В душах людей всегда есть такие стороны, которые могут долгое время, из поколения в поколение не привлекать к себе достаточного внимания, пребывая в темноте и полуосознанности. Это бывает не только потому, что эти стороны имеют, по существу своему, инстинктивный характер и как бы вытесняются из поля сознания, и не только потому, что они, сами по себе, духовно-незначительны или практически второстепенны и как бы затериваются среди других, столь же несущественных оттенков жизни, – но и потому, что культивирование их требует особого напряжения воли и внимания, тогда как их духовное значение по основной природе своей противостоит своекорыстному интересу и близорукому воззрению повседневного сознания.
Всегда найдется немало людей, готовых искренне удивиться тому, что в них живет известное мировоззрение, что они имеют свой особый эстетический вкус, что они стоят в известном постоянном отношении к голосу совести, что у них имеется характерное для их души правосознание. А между тем каждый человек, независимо от своего возраста, образования, ума и таланта, живет этими сторонами или функциями души даже и тогда, когда он сам об этом не подозревает. В таком случае его суждения и поступки слагаются непосредственно под руководством инстинктивных влечений и побуждений и выражают его душевный уклад, его личный характер, его индивидуальный уровень жизни, несмотря на то, что он, может быть, ничего не знает об этом и даже не предполагает, что людям неизбежно иметь мировоззрение и правосознание, что им неизбежно жить эстетическим вкусом и совестью. Ограниченное, узкое, тупое мировоззрение остается воззрением на мир; неразвитой, извращенный, дурной вкус творит по-своему эстетический выбор; подавленная, невыслушанная, заглушенная совесть по-прежнему бьется и зовет из глубины; а уродливое, несвободное, слабое правосознание всю жизнь направляет деяния людей и созидает их отношения.
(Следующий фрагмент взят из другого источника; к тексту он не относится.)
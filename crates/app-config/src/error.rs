//! Core error types for the client.

use thiserror::Error;

/// Core error type for configuration and path operations.
#[derive(Error, Debug)]
pub enum CoreError {
    /// Configuration error
    #[error("Configuration error: {0}")]
    Config(String),

    /// IO error
    #[error("IO error: {0}")]
    Io(#[from] std::io::Error),

    /// URL parsing error
    #[error("Invalid URL: {0}")]
    InvalidUrl(#[from] url::ParseError),

    /// JSON serialization/deserialization error
    #[error("JSON error: {0}")]
    Json(#[from] serde_json::Error),

    /// Path error (e.g., home directory not found)
    #[error("Path error: {0}")]
    Path(String),
}

/// Result type alias using CoreError.
pub type CoreResult<T> = Result<T, CoreError>;
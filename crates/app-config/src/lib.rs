//! Core configuration and utilities for the Thrive client.

mod config;
mod error;
mod logging;
mod paths;

pub use config::{
    Config, DEFAULT_SUPABASE_PUBLISHABLE_KEY, DEFAULT_SUPABASE_URL, DEFAULT_WEB_SYSTEM_URL,
};
pub use error::{CoreError, CoreResult};
pub use logging::init_logging;
pub use paths::Paths;
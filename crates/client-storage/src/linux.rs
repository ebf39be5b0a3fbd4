//! Linux Secret Service implementation.

use crate::{SecureStore, StorageError, StorageResult};
use secret_service::{blocking::SecretService, EncryptionType};
use std::collections::HashMap;
use tracing::debug;

/// Secret Service based secure store for Linux.
pub struct SecretServiceStore {
    service_name: String,
}

impl SecretServiceStore {
    /// Create a new Secret Service store instance.
    pub fn new(service_name: &str) -> StorageResult<Self> {
        // Verify we can connect to Secret Service
        SecretService::connect(EncryptionType::Dh).map_err(|e| {
            StorageError::Platform(format!("Failed to connect to Secret Service: {}", e))
        })?;

        Ok(Self {
            service_name: service_name.to_string(),
        })
    }

    fn with_collection<F, T>(&self, f: F) -> StorageResult<T>
    where
        F: FnOnce(&secret_service::blocking::Collection) -> StorageResult<T>,
    {
        let ss = SecretService::connect(EncryptionType::Dh)
            .map_err(|e| StorageError::Platform(e.to_string()))?;

        let collection = ss
            .get_default_collection()
            .map_err(|e| StorageError::Platform(e.to_string()))?;

        if collection.is_locked().unwrap_or(false) {
            collection
                .unlock()
                .map_err(|e| StorageError::Platform(format!("Failed to unlock collection: {}", e)))?;
        }

        f(&collection)
    }

    fn build_attributes<'a>(&'a self, key: &'a str) -> HashMap<&'a str, &'a str> {
        let mut attrs = HashMap::new();
        attrs.insert("service", self.service_name.as_str());
        attrs.insert("key", key);
        attrs
    }
}

impl SecureStore for SecretServiceStore {
    fn set(&self, key: &str, value: &str) -> StorageResult<()> {
        debug!(service = %self.service_name, key = %key, "Setting secret");

        // Delete existing item first
        let _ = self.delete(key);

        self.with_collection(|collection| {
            let attrs = self.build_attributes(key);
            let label = format!("{}/{}", self.service_name, key);

            collection
                .create_item(
                    &label,
                    attrs,
                    value.as_bytes(),
                    true, // replace
                    "text/plain",
                )
                .map_err(|e| StorageError::Platform(e.to_string()))?;

            Ok(())
        })
    }

    fn get(&self, key: &str) -> StorageResult<Option<String>> {
        debug!(service = %self.service_name, key = %key, "Getting secret");

        self.with_collection(|collection| {
            let attrs = self.build_attributes(key);

            let items = collection
                .search_items(attrs)
                .map_err(|e| StorageError::Platform(e.to_string()))?;

            if items.is_empty() {
                return Ok(None);
            }

            let secret = items[0]
                .get_secret()
                .map_err(|e| StorageError::Platform(e.to_string()))?;

            let value =
                String::from_utf8(secret).map_err(|e| StorageError::Encoding(e.to_string()))?;

            Ok(Some(value))
        })
    }

    fn delete(&self, key: &str) -> StorageResult<bool> {
        debug!(service = %self.service_name, key = %key, "Deleting secret");

        self.with_collection(|collection| {
            let attrs = self.build_attributes(key);

            let items = collection
                .search_items(attrs)
                .map_err(|e| StorageError::Platform(e.to_string()))?;

            if items.is_empty() {
                return Ok(false);
            }

            items[0]
                .delete()
                .map_err(|e| StorageError::Platform(e.to_string()))?;

            Ok(true)
        })
    }
}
Человеку невозможно не иметь правосознания; его имеет каждый, кто сознает, что кроме него на свете есть другие люди. Человек имеет правосознание независимо от того, знает он об этом или не знает, дорожит этим достоянием или относится к нему с пренебрежением. Вся жизнь человека и вся судьба его слагаются при участии правосознания и под его руководством; мало того, жить – значит для человека жить правосознанием, в его функции и в его терминах: ибо оно остается всегда одною из великих и необходимых форм человеческой жизни. Оно живет в душе и тогда, когда еще отсутствует положительное право, когда нет еще ни «закона», ни «обычая», когда никакой «авторитет» еще не высказался о «правом», верном поведении. Наивное, полусознательное, непосредственное убеждение в том, что не все внешние деяния людей одинаково допустимы и «верны», что есть совсем «невыносимые» поступки и есть «справедливые» исходы и решения, – это убеждение, еще не знающее о различии «права» и «морали», лежит в основании всякого «закона» и «обычая» и генетически предшествует всякому правотворчеству. И даже в тех случаях, когда содержание обычая и закона определяется своекорыстным интересом сильного, когда право является несправедливым или «дурным» правом, – в основании его лежит все то же непосредственное убеждение в необходимости и возможности отличить «верное» и «допустимое» поведение от «неверного» и «недопустимого» и регулировать жизнь людей на основании этого общеобязательного критерия.
В этом обнаруживается своеобразная трагикомедия правовой жизни: уродливое, извращенное правосознание остается правосознанием, но извращает свое содержание; оно обращается к идее права, но берет от нее лишь схему, пользуется ею по-своему, злоупотребляет ею и наполняет ее недостойным, извращенным содержанием; возникает неправое право, которое, однако, именуется «правом» и выдается за право, компрометируя в сознании людей самую идею и подрывая веру в нее.